Later infact, these same feelings influenced Uttar Pradesh, Bihar etc. As a result with time, the states started having their regional political parties, and gradually they became strong.

In today’s context, neither of the two main political parties, i.e., the Congress and the Bhartiya Janata party is able to form a government on its own strength, either in the centre or in the states.

As a result, the system of coalition government has started in India. But the biggest demerit of this system is that political blackmailing has started and to satisfy one state, or one party’s own needs, other supporting parties have started pressurising the party in power badly.

It is the gift of regionalism and the regional parties that in 1990s we experienced a restless polity in India. In recent times, the incidents that took place in Assam and Maharashtra, i.e., the killing of the people residing in the states who belong to other states is nothing but a move for political benefit.


However we should point out that because of the regionalism the various states have gotten benefits and a safeguard of the rights is also confirmed.

2. Main recommendations of the Platform for Action (PFA)

The main recommendations of the Plat­form for Action (PFA) under the 1995 Beijing Women’s Conference are mentioned below:

There are four important parts of the Platform for Ac­tion:

(1) The dialogue on the recommendation of the purposes.


(2) Global framework,

(3) Special area for awakening, and

(4) Important aim and action.

Women empowerment was the main agenda in this Conference. In the conference the main recommendations of Vienna conference were asked to be implemented.


In the recommen­dations, the demand for enough power and right regarding social, economic and political area was raised.

In the recommendations it was also made clear that to fulfill the aims and objectives of the ‘Platform for Action’ a faithful trial and strong promises are necessary. For the empowerment of women a global framework has been constructed.

Under this, it has been made clear that all the primary rules and activities are to be implemented within five years. Under this on the basis of popu­lation and development United Nations Confer­ence was held, on the basis of environment and development, conferences were held.

Admitting the usefulness of the conferences and cooperat­ing with the rules and then implementation, nec­essary arrangements were made.
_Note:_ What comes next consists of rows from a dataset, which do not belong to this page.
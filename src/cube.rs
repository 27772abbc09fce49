use super::*;
use rand::Rng;

#[derive(Error, Debug, Clone, PartialEq, Eq)]
pub enum CubeError {
    #[error("Facelet string has {0} stickers, expected six square faces")]
    BadFaceletCount(usize),
    #[error("Face \"{0}\" is not recognized")]
    UnknownFace(String),
    #[error("Sticker {index} is out of range for face {face} ({len} stickers)")]
    IndexOutOfRange { face: Face, index: usize, len: usize },
    #[error("Edit \"{0}\" is not of the form FACE:IDX:COLOR")]
    BadEdit(String),
}

/// Sticker layout of a whole cube, one row-major sequence per face, indexed
/// by `Face as usize`. The shape is the caller's business: nothing here
/// forces every face to hold `size * size` stickers.
#[derive(Clone, PartialEq, Eq, Debug, Serialize, Deserialize)]
pub struct CubeState {
    faces: [Vec<Sticker>; 6],
}

impl std::fmt::Display for CubeState {
    fn fmt(&self, fm: &mut std::fmt::Formatter) -> std::fmt::Result {
        let width = Self::side_of(self.faces[Up as usize].len()).max(1);
        let indent = " ".repeat(2 * width + 3);
        let mut result = String::with_capacity(0x100);

        for line in self.faces[Up as usize].chunks(width) {
            result.push_str(&format!("{}{}\n", indent, Self::row_2_str(line)));
        }
        result.push('\n');
        let [left, front, right, back] =
            [Left, Front, Right, Back].map(|f| self.faces[f as usize].chunks(width));
        for (((l, f), r), b) in left.zip(front).zip(right).zip(back) {
            result.push_str(&format!(
                " {}  {}  {}  {}\n",
                Self::row_2_str(l),
                Self::row_2_str(f),
                Self::row_2_str(r),
                Self::row_2_str(b),
            ));
        }
        result.push('\n');
        for line in self.faces[Down as usize].chunks(width) {
            result.push_str(&format!("{}{}\n", indent, Self::row_2_str(line)));
        }
        write!(fm, "{}", result)
    }
}

impl CubeState {
    pub fn solved(size: usize) -> Self {
        let len = size.saturating_mul(size);

        Self {
            faces: Face::FACE_SET.map(|face| vec![Sticker::Painted(face); len]),
        }
    }

    pub fn from_faces(faces: [Vec<Sticker>; 6]) -> Self {
        Self { faces }
    }

    /// Reads a URFDLB facelet string. Whitespace is skipped and the size is
    /// inferred from the sticker count. Unknown symbols are kept as foreign
    /// stickers for the validator to report.
    pub fn parse_facelets(s: &str) -> Result<(Self, usize), CubeError> {
        let symbols: Vec<char> = s.chars().filter(|c| !c.is_whitespace()).collect();
        let len = symbols.len() / 6;
        let size = Self::side_of(len);

        if symbols.is_empty() || symbols.len() % 6 != 0 || size * size != len {
            return Err(CubeError::BadFaceletCount(symbols.len()));
        }
        let mut chunks = symbols.chunks(len);
        let faces = Face::FACE_SET.map(|_| {
            chunks
                .next()
                .unwrap_or_default()
                .iter()
                .map(|c| Sticker::from_symbol(*c))
                .collect()
        });
        Ok((Self { faces }, size))
    }

    pub fn to_facelets(&self) -> String {
        self.faces.iter().flatten().map(|s| s.symbol()).collect()
    }

    pub fn face(&self, face: Face) -> &[Sticker] {
        &self.faces[face as usize]
    }

    pub fn stickers(&self) -> impl Iterator<Item = (Face, usize, Sticker)> + '_ {
        Face::FACE_SET.into_iter().flat_map(move |face| {
            self.faces[face as usize]
                .iter()
                .enumerate()
                .map(move |(idx, sticker)| (face, idx, *sticker))
        })
    }

    pub fn is_solved(&self) -> bool {
        self.stickers()
            .all(|(face, _, sticker)| sticker == Sticker::Painted(face))
    }

    pub fn set_sticker(
        &mut self,
        face: Face,
        index: usize,
        sticker: Sticker,
    ) -> Result<Sticker, CubeError> {
        let stickers = &mut self.faces[face as usize];
        let len = stickers.len();
        let slot = stickers
            .get_mut(index)
            .ok_or(CubeError::IndexOutOfRange { face, index, len })?;

        trace!("{}[{}]: {} -> {}", face, index, slot.symbol(), sticker.symbol());
        Ok(std::mem::replace(slot, sticker))
    }

    pub fn scramble<R: Rng>(&mut self, swaps: usize, rng: &mut R) {
        let slots: Vec<(usize, usize)> = (0..6)
            .flat_map(|f| (0..self.faces[f].len()).map(move |i| (f, i)))
            .collect();

        if slots.len() < 2 {
            return;
        }
        for _ in 0..swaps {
            let (fa, ia) = slots[rng.gen_range(0..slots.len())];
            let (fb, ib) = slots[rng.gen_range(0..slots.len())];
            let tmp = self.faces[fa][ia];

            self.faces[fa][ia] = self.faces[fb][ib];
            self.faces[fb][ib] = tmp;
        }
        debug!("scrambled cube with {} swaps", swaps);
    }

    fn side_of(len: usize) -> usize {
        (0..=len).find(|n| n * n >= len).unwrap_or(len)
    }

    fn row_2_str(row: &[Sticker]) -> String {
        row.iter().map(|s| s.to_string()).collect()
    }
}

#[derive(Clone, Copy, PartialEq, Eq, Debug)]
pub struct Edit {
    pub face: Face,
    pub index: usize,
    pub color: Face,
}

impl Edit {
    pub fn parse(s: &str) -> Result<Edit, CubeError> {
        let parts: Vec<&str> = s.split(':').collect();

        match parts[..] {
            [face, index, color] => Ok(Edit {
                face: Face::parse(face)?,
                index: index
                    .trim()
                    .parse()
                    .map_err(|_| CubeError::BadEdit(s.to_string()))?,
                color: Face::parse(color)?,
            }),
            _ => Err(CubeError::BadEdit(s.to_string())),
        }
    }
}
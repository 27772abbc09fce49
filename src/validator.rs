use super::*;

#[derive(Error, Debug, Clone, PartialEq, Eq)]
pub enum ValidationError {
    #[error("Invalid sticker color: {value} (face {face}, position {index})")]
    IllegalSticker { value: char, face: Face, index: usize },
    #[error("Color {color} appears {count} times, but must appear exactly {expected} times")]
    ColorCountMismatch {
        color: Face,
        count: usize,
        expected: usize,
    },
}

pub type Validation = Result<(), ValidationError>;

// Color balance only, piece permutation and parity are not looked at.
pub struct Validator<'a> {
    cube: &'a CubeState,
    size: usize,
}

impl<'a> Validator<'a> {
    pub fn new(cube: &'a CubeState, size: usize) -> Validator<'a> {
        Validator { cube, size }
    }

    fn count_colors(&self) -> Result<[usize; 6], ValidationError> {
        let mut counts = [0_usize; 6];

        for (face, index, sticker) in self.cube.stickers() {
            match sticker {
                Sticker::Painted(color) => counts[color as usize] += 1,
                Sticker::Foreign(value) => {
                    return Err(ValidationError::IllegalSticker { value, face, index })
                }
            }
        }
        Ok(counts)
    }

    pub fn validate(&self) -> Validation {
        let expected = self.size.saturating_mul(self.size);
        let counts = self.count_colors()?;

        // first mismatch in FACE_SET order wins
        let result = match Face::FACE_SET
            .iter()
            .find(|color| counts[**color as usize] != expected)
        {
            Some(color) => Err(ValidationError::ColorCountMismatch {
                color: *color,
                count: counts[*color as usize],
                expected,
            }),
            None => Ok(()),
        };
        debug!("validated {}x{} cube: {:?}", self.size, self.size, result);
        result
    }
}
use super::*;

#[derive(Clone, PartialEq, Eq, Debug)]
pub enum SolveResult {
    Solved {
        solution: &'static str,
    },
    Invalid {
        error: ValidationError,
    },
    Unsolved {
        solution: &'static str,
        moves: &'static [Move],
    },
}

impl SolveResult {
    pub fn is_solved(&self) -> bool {
        matches!(self, SolveResult::Solved { .. })
    }

    pub fn solution(&self) -> Option<&'static str> {
        match self {
            SolveResult::Solved { solution } | SolveResult::Unsolved { solution, .. } => {
                Some(*solution)
            }
            SolveResult::Invalid { .. } => None,
        }
    }

    pub fn error(&self) -> Option<&ValidationError> {
        match self {
            SolveResult::Invalid { error } => Some(error),
            _ => None,
        }
    }

    pub fn moves(&self) -> &'static [Move] {
        match self {
            SolveResult::Unsolved { moves, .. } => *moves,
            _ => &[],
        }
    }
}

impl std::fmt::Display for SolveResult {
    fn fmt(&self, fm: &mut std::fmt::Formatter) -> std::fmt::Result {
        match self {
            SolveResult::Solved { solution } => write!(fm, "{}", solution.bright_green()),
            SolveResult::Invalid { error } => {
                write!(fm, "{}{}", "ERROR: ".bright_red(), error)
            }
            SolveResult::Unsolved { solution, moves } => {
                writeln!(fm, "{}", solution)?;
                write!(fm, "\n{}", "MOVES: ".bright_green())?;
                for mv in moves.iter() {
                    write!(fm, "{} ", mv)?;
                }
                Ok(())
            }
        }
    }
}

pub struct Advisor<'a> {
    cube: &'a CubeState,
    size: usize,
}

impl<'a> Advisor<'a> {
    pub const SOLVED: &'static str = "Cube is already solved!";

    pub const GUIDE_2X2: &'static str = "Basic 2x2 solving steps:\n\
        1. Solve the white face\n\
        2. Orient and permute the remaining pieces\n\
        \n\
        Note: This is a simplified solver. For optimal solutions, use dedicated 2x2 solving methods.";

    pub const GUIDE_3X3: &'static str = "Basic 3x3 solving steps:\n\
        1. Solve the white face\n\
        2. Solve the middle layer\n\
        3. Orient the remaining pieces\n\
        4. Permute the pieces\n\
        \n\
        Note: This is a simplified solver. For optimal solutions, use dedicated 3x3 solving methods.";

    pub const EXAMPLE_MOVES: [Move; 4] = [
        Move(Right, Cw),
        Move(Up, Cw),
        Move(Right, Ccw),
        Move(Up, Ccw),
    ];

    pub fn new(cube: &'a CubeState, size: usize) -> Advisor<'a> {
        Advisor { cube, size }
    }

    pub fn solve(&self) -> SolveResult {
        if self.cube.is_solved() {
            debug!("cube is solved, skipping validation");
            return SolveResult::Solved {
                solution: Self::SOLVED,
            };
        }
        if let Err(error) = Validator::new(self.cube, self.size).validate() {
            return SolveResult::Invalid { error };
        }
        debug!("cube is valid but unsolved, handing out the {}x{} guide", self.size, self.size);
        SolveResult::Unsolved {
            solution: if self.size == 2 {
                Self::GUIDE_2X2
            } else {
                Self::GUIDE_3X3
            },
            moves: &Self::EXAMPLE_MOVES,
        }
    }
}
Under the glo­bal framework (a) the economic condition of the women, (b) political empowerment (c) health and nutrition (d) reformations regarding labour etc. were shown as the future policies.

For the awakening under special sectors, the following sectors have been depicted: Lack of property, insufficient and faulty education and training, Worsening situation regarding health, violence against women, inequality regarding the economic sector, absence in law-making, inequal­ity between men and women specially regarding power and decision-making women are lagging behind.

Ignorance is seen regarding the human rights of the women, gender inequality among children, discrimination at employment places etc. prevail.

Important political objectives and activities – those issues should be given importances which are related to women and the importance should be on finding out the solutions regarding the prob­lems related to the women.

Importance should be put on those women who are comparatively backward. Women empowerment issues, like the socio-economic situation of the women, affected by the nature etc. and cultural, linguistic and age- related areas were given the prime importance in the conference.

3. Biodiversity

Biodiversity means different species of animals, plants and micro organisms. These include various species and sub-species, and the various species have different nature.

The exploi­tation of nature by human beings for owns benefit is the main reason for the destruction of biodiversity.

A large amount of forest resources and the plant and animal species living in the forest are destroyed by human beings in the course of development of agricultural areas, roads, establishment of industries and mining.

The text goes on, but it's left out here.